Although Bitcoin had spent much of 2025 consolidating near fresh cyclical highs, the market snapped lower in mid-November as the benchmark cryptocurrency decisively breached several key support levels, tumbling through the $100,000 and $95,000 floors in a rapid, liquidity-driven selloff; the decline, which exceeded 7% within a 24-hour window, reflected a confluence of macroeconomic stress—ranging from U.S. fiscal uncertainty and rising 10‑year Treasury yields to weaker Chinese data and a hawkish Federal Reserve stance—that compressed risk appetite, amplified ETF outflows of roughly $870 million, and exposed short-term holders to capitulation, while technical observers now eye a CME futures gap near $92,000 as the next meaningful support amid persistent lower highs and fragile intraday momentum. Market participants noted that the break of the $95,000 level removed a psychological floor that had previously absorbed substantial buy orders, and the rapidity of the move suggested liquidity evaporation more than a deliberate directional conviction by longer-term holders. This movement was also influenced by whale activity that accelerated the selloff through coordinated large transactions.
A mid-November liquidity-driven plunge erased $100k/$95k support, spurring ETF outflows and eyeing a $92k CME gap.
Price action following the initial collapse was characterized by volatile intraday swings and an inability to reclaim the $103,000 area, reinforcing a narrative of weakened bullish resolve; intraday momentum indicators registered consistent lower highs, and temporary stabilization near $96,000 did little to change the prevailing bias. ETF outflows and synchronised selling across equities and crypto reduced market depth, amplifying price moves and inviting short-term capitulation, particularly among retail and recently acquired positions that had limited tolerance for drawdowns.
Macro drivers were central to the selloff, with fears of U.S. fiscal gridlock and an uptick in Treasury yields prompting a rotation into perceived safe havens, while disappointing Chinese macrodata compounded global risk-off dynamics. The Fed’s continued hawkish posture intensified margin pressures and elevated funding costs, a combination that magnified deleveraging in correlated markets. U.S. liquidity tightening removed significant cash from the financial system and was linked by some analysts to the severity of the move.

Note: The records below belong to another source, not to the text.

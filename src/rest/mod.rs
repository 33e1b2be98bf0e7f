//! Gerrit REST API access and review helpers.

mod client;
mod review;

pub use client::*;
pub use review::*;
//! Review payloads and message formatting.

use std::collections::BTreeMap;
use std::fmt;

use serde::Serialize;
use serde_json::Value;

/// A comment on one line of one file.
#[derive(Debug, Clone, PartialEq, Eq, Serialize)]
pub struct InlineComment {
    pub line: u32,
    pub message: String,
}

/// Body of a `set review` request.
///
/// Serializes with keys in sorted order and leaves out empty sections, so
/// an empty review is `{}`.
#[derive(Debug, Clone, Default, PartialEq, Eq, Serialize)]
pub struct GerritReview {
    #[serde(skip_serializing_if = "BTreeMap::is_empty")]
    comments: BTreeMap<String, Vec<InlineComment>>,
    #[serde(skip_serializing_if = "BTreeMap::is_empty")]
    labels: BTreeMap<String, i32>,
    #[serde(skip_serializing_if = "String::is_empty")]
    message: String,
}

impl GerritReview {
    #[must_use]
    pub fn new() -> Self {
        Self::default()
    }

    #[must_use]
    pub fn with_message(mut self, message: impl Into<String>) -> Self {
        self.set_message(message);
        self
    }

    pub fn set_message(&mut self, message: impl Into<String>) {
        self.message = message.into();
    }

    /// Set a label score, replacing any earlier score for the label.
    pub fn add_label(&mut self, label: impl Into<String>, score: i32) {
        self.labels.insert(label.into(), score);
    }

    pub fn add_labels<I, S>(&mut self, labels: I)
    where
        I: IntoIterator<Item = (S, i32)>,
        S: Into<String>,
    {
        for (label, score) in labels {
            self.add_label(label, score);
        }
    }

    pub fn add_comment(&mut self, file: impl Into<String>, line: u32, message: impl Into<String>) {
        self.comments
            .entry(file.into())
            .or_default()
            .push(InlineComment {
                line,
                message: message.into(),
            });
    }

    pub fn add_comments<I, F, M>(&mut self, comments: I)
    where
        I: IntoIterator<Item = (F, u32, M)>,
        F: Into<String>,
        M: Into<String>,
    {
        for (file, line, message) in comments {
            self.add_comment(file, line, message);
        }
    }

    #[must_use]
    pub fn message(&self) -> &str {
        &self.message
    }

    #[must_use]
    pub fn labels(&self) -> &BTreeMap<String, i32> {
        &self.labels
    }

    #[must_use]
    pub fn comments(&self) -> &BTreeMap<String, Vec<InlineComment>> {
        &self.comments
    }

    #[must_use]
    pub fn to_json(&self) -> Value {
        serde_json::to_value(self).unwrap_or_default()
    }
}

impl fmt::Display for GerritReview {
    fn fmt(&self, f: &mut fmt::Formatter<'_>) -> fmt::Result {
        let json = serde_json::to_string(self).map_err(|_| fmt::Error)?;
        f.write_str(&json)
    }
}

/// Builds review messages out of paragraphs and bullet lists.
#[derive(Debug, Clone, Default, PartialEq, Eq)]
pub struct ReviewMessageFormatter {
    header: Option<String>,
    footer: Option<String>,
    paragraphs: Vec<String>,
}

impl ReviewMessageFormatter {
    #[must_use]
    pub fn new() -> Self {
        Self::default()
    }

    /// Text placed before the paragraphs.
    #[must_use]
    pub fn with_header(mut self, header: impl Into<String>) -> Self {
        self.header = Some(header.into());
        self
    }

    /// Text placed after the paragraphs.
    #[must_use]
    pub fn with_footer(mut self, footer: impl Into<String>) -> Self {
        self.footer = Some(footer.into());
        self
    }

    /// Add a text paragraph. Blank text is ignored.
    pub fn append_text(&mut self, text: &str) {
        let text = text.trim();
        if !text.is_empty() {
            self.paragraphs.push(text.to_string());
        }
    }

    /// Add a bullet list, one `* item` per line.
    ///
    /// Items are flattened to a single line and stripped of any bullet
    /// marker they already carry. A list with no non-blank items is ignored.
    pub fn append_list<I, S>(&mut self, items: I)
    where
        I: IntoIterator<Item = S>,
        S: AsRef<str>,
    {
        let bullets: Vec<String> = items
            .into_iter()
            .filter_map(|item| {
                let flat = item.as_ref().replace('\n', " ");
                let text = flat.trim().trim_start_matches('*').trim();
                (!text.is_empty()).then(|| format!("* {text}"))
            })
            .collect();

        if !bullets.is_empty() {
            self.paragraphs.push(bullets.join("\n"));
        }
    }

    /// True when no paragraph has been added, regardless of header/footer.
    #[must_use]
    pub fn is_empty(&self) -> bool {
        self.paragraphs.is_empty()
    }

    /// The formatted message; empty when there are no paragraphs.
    #[must_use]
    pub fn format(&self) -> String {
        if self.is_empty() {
            return String::new();
        }

        let mut parts: Vec<&str> = Vec::with_capacity(self.paragraphs.len() + 2);
        if let Some(header) = self.header.as_deref().map(str::trim) {
            parts.push(header);
        }
        parts.extend(self.paragraphs.iter().map(String::as_str));
        if let Some(footer) = self.footer.as_deref().map(str::trim) {
            parts.push(footer);
        }
        parts.join("\n\n")
    }
}
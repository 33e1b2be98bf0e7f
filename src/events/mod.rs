//! Gerrit event model and line decoder.
//!
//! Records from `gerrit stream-events` are newline-delimited JSON objects
//! discriminated by their `type` field.

mod decoder;
mod kinds;
mod model;

pub use decoder::{DecodeError, EventDecoder, RegistryError};
pub use kinds::*;
pub use model::{Account, Approval, Change, Comment, Patchset, RefUpdate};
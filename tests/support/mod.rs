//! In-memory stand-in for a Gerrit server.

use std::collections::{HashMap, VecDeque};
use std::io;
use std::sync::{Arc, Mutex};

use async_trait::async_trait;
use gerrit_stream::transport::{
    CommandOutput, CommandTransport, LineChannel, ReaderChannel, StreamTransport, TransportError,
};
use gerrit_stream::GerritClient;
use tokio::io::{AsyncWriteExt, DuplexStream};

#[derive(Default)]
pub struct MockServer {
    responses: Mutex<HashMap<String, CommandOutput>>,
    executed: Mutex<Vec<String>>,
    streams: Mutex<VecDeque<Box<dyn LineChannel>>>,
    opened: Mutex<Vec<String>>,
}

impl MockServer {
    pub fn new() -> Arc<Self> {
        Arc::new(Self::default())
    }

    pub fn client(self: &Arc<Self>) -> GerritClient {
        GerritClient::with_transports(self.clone(), self.clone())
    }

    /// Answer `command` (including the `gerrit` prefix) with `stdout`.
    pub fn respond(&self, command: &str, stdout: &str) {
        self.reply(command, Some(0), stdout, "");
    }

    pub fn reply(&self, command: &str, status: Option<i32>, stdout: &str, stderr: &str) {
        self.responses.lock().unwrap().insert(
            command.to_string(),
            CommandOutput {
                exit_status: status,
                stdout: stdout.to_string(),
                stderr: stderr.to_string(),
            },
        );
    }

    /// Queue a stream for the next `open_stream`; returns its write end.
    pub fn add_stream(&self) -> StreamWriter {
        let (reader, writer) = tokio::io::duplex(64 * 1024);
        self.streams
            .lock()
            .unwrap()
            .push_back(Box::new(ReaderChannel::new(reader)));
        StreamWriter(writer)
    }

    /// Like [`add_stream`](Self::add_stream), but closing the channel never
    /// completes.
    pub fn add_stuck_stream(&self) -> StreamWriter {
        let (reader, writer) = tokio::io::duplex(64 * 1024);
        self.streams
            .lock()
            .unwrap()
            .push_back(Box::new(StuckChannel(ReaderChannel::new(reader))));
        StreamWriter(writer)
    }

    pub fn executed(&self) -> Vec<String> {
        self.executed.lock().unwrap().clone()
    }

    pub fn opened(&self) -> Vec<String> {
        self.opened.lock().unwrap().clone()
    }
}

#[async_trait]
impl CommandTransport for MockServer {
    async fn execute(&self, command: &str) -> Result<CommandOutput, TransportError> {
        self.executed.lock().unwrap().push(command.to_string());
        Ok(self
            .responses
            .lock()
            .unwrap()
            .get(command)
            .cloned()
            .unwrap_or_else(|| CommandOutput {
                exit_status: Some(1),
                stdout: String::new(),
                stderr: format!("fatal: {command}: not found"),
            }))
    }
}

#[async_trait]
impl StreamTransport for MockServer {
    async fn open_stream(&self, command: &str) -> Result<Box<dyn LineChannel>, TransportError> {
        self.opened.lock().unwrap().push(command.to_string());
        match self.streams.lock().unwrap().pop_front() {
            Some(channel) => Ok(channel),
            None => Err(TransportError::Connect {
                host: "mock".to_string(),
                message: "Connection refused".to_string(),
            }),
        }
    }
}

/// A channel whose remote end ignores hang-ups.
struct StuckChannel(ReaderChannel<DuplexStream>);

#[async_trait]
impl LineChannel for StuckChannel {
    async fn read_line(&mut self) -> io::Result<Option<String>> {
        self.0.read_line().await
    }

    async fn close(&mut self) -> io::Result<()> {
        std::future::pending().await
    }
}

/// Server side of a mock event stream.
pub struct StreamWriter(DuplexStream);

impl StreamWriter {
    pub async fn send(&mut self, line: &str) {
        self.0.write_all(line.as_bytes()).await.unwrap();
        self.0.write_all(b"\n").await.unwrap();
    }

    /// Hang up, as a dropped connection would.
    pub fn close(self) {
        drop(self.0);
    }
}

pub fn comment_added(number: u64, author: &str) -> String {
    serde_json::json!({
        "type": "comment-added",
        "change": {
            "project": "demo",
            "branch": "main",
            "id": "I0123456789abcdef0123456789abcdef01234567",
            "number": number,
            "subject": "Fix the frobnicator",
            "owner": {"name": "Owner Name", "email": "owner@example.com"},
            "url": format!("http://review.example.com/{number}")
        },
        "patchSet": {"number": 2, "revision": "deadbeef", "ref": format!("refs/changes/{}/{number}/2", number % 100)},
        "author": {"name": author, "email": "reviewer@example.com"},
        "approvals": [{"type": "Code-Review", "description": "Code-Review", "value": "1"}],
        "comment": "Looks good",
        "eventCreatedOn": 1_700_000_000
    })
    .to_string()
}
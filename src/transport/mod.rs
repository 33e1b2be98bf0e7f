//! Transports the client runs on top of.
//!
//! The client needs two things from the remote side: one-shot command
//! execution and a long-lived line channel for the event stream. Both are
//! traits so they can be backed by the `ssh` binary or by in-memory fakes.

mod channel;
mod ssh;

use std::io;

use async_trait::async_trait;

pub use channel::ReaderChannel;
pub use ssh::{SshChannel, SshTarget, SshTransport, DEFAULT_SSH_BINARY, DEFAULT_SSH_PORT};

/// Error type for transport operations.
#[derive(thiserror::Error, Debug)]
pub enum TransportError {
    /// The transport binary was not found.
    #[error("Transport binary not found: {0}")]
    NotFound(String),
    /// Permission denied when spawning.
    #[error("Permission denied")]
    PermissionDenied,
    /// The remote could not be reached or refused the session.
    #[error("Failed to connect to {host}: {message}")]
    Connect { host: String, message: String },
    /// Process stdout was not available.
    #[error("Process stdout not available")]
    NoStdout,
    /// Other I/O error.
    #[error("I/O error: {0}")]
    Io(#[from] io::Error),
}

impl TransportError {
    /// Create a `TransportError` from a spawn failure, classifying common cases.
    pub(crate) fn from_spawn(binary: &str, err: io::Error) -> Self {
        match err.kind() {
            io::ErrorKind::NotFound => Self::NotFound(binary.to_string()),
            io::ErrorKind::PermissionDenied => Self::PermissionDenied,
            _ => Self::Io(err),
        }
    }
}

/// Captured output of a one-shot remote command.
#[derive(Debug, Clone, Default, PartialEq, Eq)]
pub struct CommandOutput {
    /// `None` when the process was killed by a signal.
    pub exit_status: Option<i32>,
    pub stdout: String,
    pub stderr: String,
}

impl CommandOutput {
    #[must_use]
    pub fn success(&self) -> bool {
        self.exit_status == Some(0)
    }
}

/// Runs one-shot commands, each on its own session.
#[async_trait]
pub trait CommandTransport: Send + Sync {
    /// Run `command` remotely and capture its output.
    async fn execute(&self, command: &str) -> Result<CommandOutput, TransportError>;
}

/// Opens long-lived line-oriented channels.
#[async_trait]
pub trait StreamTransport: Send + Sync {
    /// Start `command` remotely and return a channel over its stdout.
    async fn open_stream(&self, command: &str) -> Result<Box<dyn LineChannel>, TransportError>;
}

/// An ordered stream of text lines from a remote process.
#[async_trait]
pub trait LineChannel: Send {
    /// Next line without its terminator, or `None` at end of stream.
    ///
    /// Must be cancel safe: dropping the returned future loses no complete
    /// line.
    async fn read_line(&mut self) -> io::Result<Option<String>>;

    /// Release the channel. Safe to call more than once.
    async fn close(&mut self) -> io::Result<()>;
}
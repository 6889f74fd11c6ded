use std::collections::HashMap;
use std::sync::{Mutex, PoisonError, RwLock};

/// Charges an account for an order
pub trait PaymentService: Send + Sync {
    /// Debit `amount` from the account. Returns false, leaving the balance
    /// untouched, when the account cannot cover it.
    fn process_payment(&self, account_number: &str, amount: i64) -> bool;
}

/// Single balance shared by every account number
pub struct PaymentAccount {
    balance: Mutex<i64>,
}

impl PaymentAccount {
    pub fn new(initial_balance: i64) -> Self {
        Self {
            balance: Mutex::new(initial_balance),
        }
    }

    pub fn balance(&self) -> i64 {
        *self.balance.lock().unwrap_or_else(PoisonError::into_inner)
    }
}

impl PaymentService for PaymentAccount {
    fn process_payment(&self, account_number: &str, amount: i64) -> bool {
        let mut balance = self.balance.lock().unwrap_or_else(PoisonError::into_inner);

        if *balance < amount {
            tracing::info!(account_number, amount, balance = *balance, "Insufficient balance");
            return false;
        }

        tracing::info!(
            account_number,
            amount,
            "Processing payment of {} from account {}",
            amount,
            account_number
        );
        *balance = balance.saturating_sub(amount);
        true
    }
}

/// Balances keyed by account number, each behind its own lock
#[derive(Default)]
pub struct AccountLedger {
    accounts: RwLock<HashMap<String, Mutex<i64>>>,
}

impl AccountLedger {
    pub fn new() -> Self {
        Self::default()
    }

    /// Open (or reset) an account with a starting balance
    pub fn open(&self, account_number: impl Into<String>, balance: i64) {
        self.accounts
            .write()
            .unwrap_or_else(PoisonError::into_inner)
            .insert(account_number.into(), Mutex::new(balance));
    }

    pub fn balance(&self, account_number: &str) -> Option<i64> {
        let accounts = self.accounts.read().unwrap_or_else(PoisonError::into_inner);
        accounts
            .get(account_number)
            .map(|balance| *balance.lock().unwrap_or_else(PoisonError::into_inner))
    }

    /// Credit an existing account, returning the new balance
    pub fn deposit(&self, account_number: &str, amount: i64) -> Result<i64, PaymentError> {
        let accounts = self.accounts.read().unwrap_or_else(PoisonError::into_inner);
        let mut balance = accounts
            .get(account_number)
            .ok_or_else(|| PaymentError::AccountNotFound(account_number.to_string()))?
            .lock()
            .unwrap_or_else(PoisonError::into_inner);

        *balance = balance.saturating_add(amount);
        Ok(*balance)
    }
}

impl PaymentService for AccountLedger {
    fn process_payment(&self, account_number: &str, amount: i64) -> bool {
        let accounts = self.accounts.read().unwrap_or_else(PoisonError::into_inner);
        let Some(slot) = accounts.get(account_number) else {
            tracing::warn!(account_number, "Unknown account, payment refused");
            return false;
        };
        let mut balance = slot.lock().unwrap_or_else(PoisonError::into_inner);

        if *balance < amount {
            tracing::info!(account_number, amount, balance = *balance, "Insufficient balance");
            return false;
        }

        tracing::info!(
            account_number,
            amount,
            "Processing payment of {} from account {}",
            amount,
            account_number
        );
        *balance = balance.saturating_sub(amount);
        true
    }
}

#[derive(Debug, PartialEq, Eq, thiserror::Error)]
pub enum PaymentError {
    #[error("Account not found: {0}")]
    AccountNotFound(String),
}

#[cfg(test)]
mod tests {
    use super::*;

    #[test]
    fn test_payment_debits_when_covered() {
        let account = PaymentAccount::new(450_000);

        assert!(account.process_payment("ACC123", 300_000));
        assert_eq!(account.balance(), 150_000);
    }

    #[test]
    fn test_payment_refused_leaves_balance() {
        let account = PaymentAccount::new(100_000);

        assert!(!account.process_payment("ACC123", 300_000));
        assert_eq!(account.balance(), 100_000);
    }

    #[test]
    fn test_exact_balance_is_enough() {
        let account = PaymentAccount::new(500);

        assert!(account.process_payment("any", 500));
        assert_eq!(account.balance(), 0);
    }

    #[test]
    fn test_account_number_is_not_used_to_select() {
        let account = PaymentAccount::new(1_000);

        assert!(account.process_payment("A", 600));
        // Different number, same pool
        assert!(!account.process_payment("B", 600));
        assert_eq!(account.balance(), 400);
    }

    #[test]
    fn test_negative_amount_is_accepted() {
        let account = PaymentAccount::new(10);

        assert!(account.process_payment("ACC123", -5));
        assert_eq!(account.balance(), 15);
    }

    #[test]
    fn test_ledger_keeps_accounts_apart() {
        let ledger = AccountLedger::new();
        ledger.open("ACC1", 1_000);
        ledger.open("ACC2", 50);

        assert!(ledger.process_payment("ACC1", 700));
        assert!(!ledger.process_payment("ACC2", 700));
        assert_eq!(ledger.balance("ACC1"), Some(300));
        assert_eq!(ledger.balance("ACC2"), Some(50));
    }

    #[test]
    fn test_ledger_unknown_account() {
        let ledger = AccountLedger::new();

        assert!(!ledger.process_payment("NOPE", 1));
        assert_eq!(ledger.balance("NOPE"), None);
        assert_eq!(
            ledger.deposit("NOPE", 10),
            Err(PaymentError::AccountNotFound("NOPE".to_string()))
        );
    }

    #[test]
    fn test_ledger_deposit() {
        let ledger = AccountLedger::new();
        ledger.open("ACC1", 100);

        assert_eq!(ledger.deposit("ACC1", 250), Ok(350));
        assert!(ledger.process_payment("ACC1", 350));
        assert_eq!(ledger.balance("ACC1"), Some(0));
    }
}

On-chain and fundamental signals offered a tempered counterpoint: American miners holding roughly 4,000 BTC and resilient mining profitability in Q3 2025 suggested supply-side buffers and mid-term support if selling abates. For investors, the break below $95,000 constitutes both a risk and an opportunity, contingent on macro trajectories and whether the CME gap near $92,000 will act as a meaningful price magnet or merely a waypoint in a deeper correction. Recent price action also shows rising daily volume, which many technicians interpret as evidence of institutional-sized selling.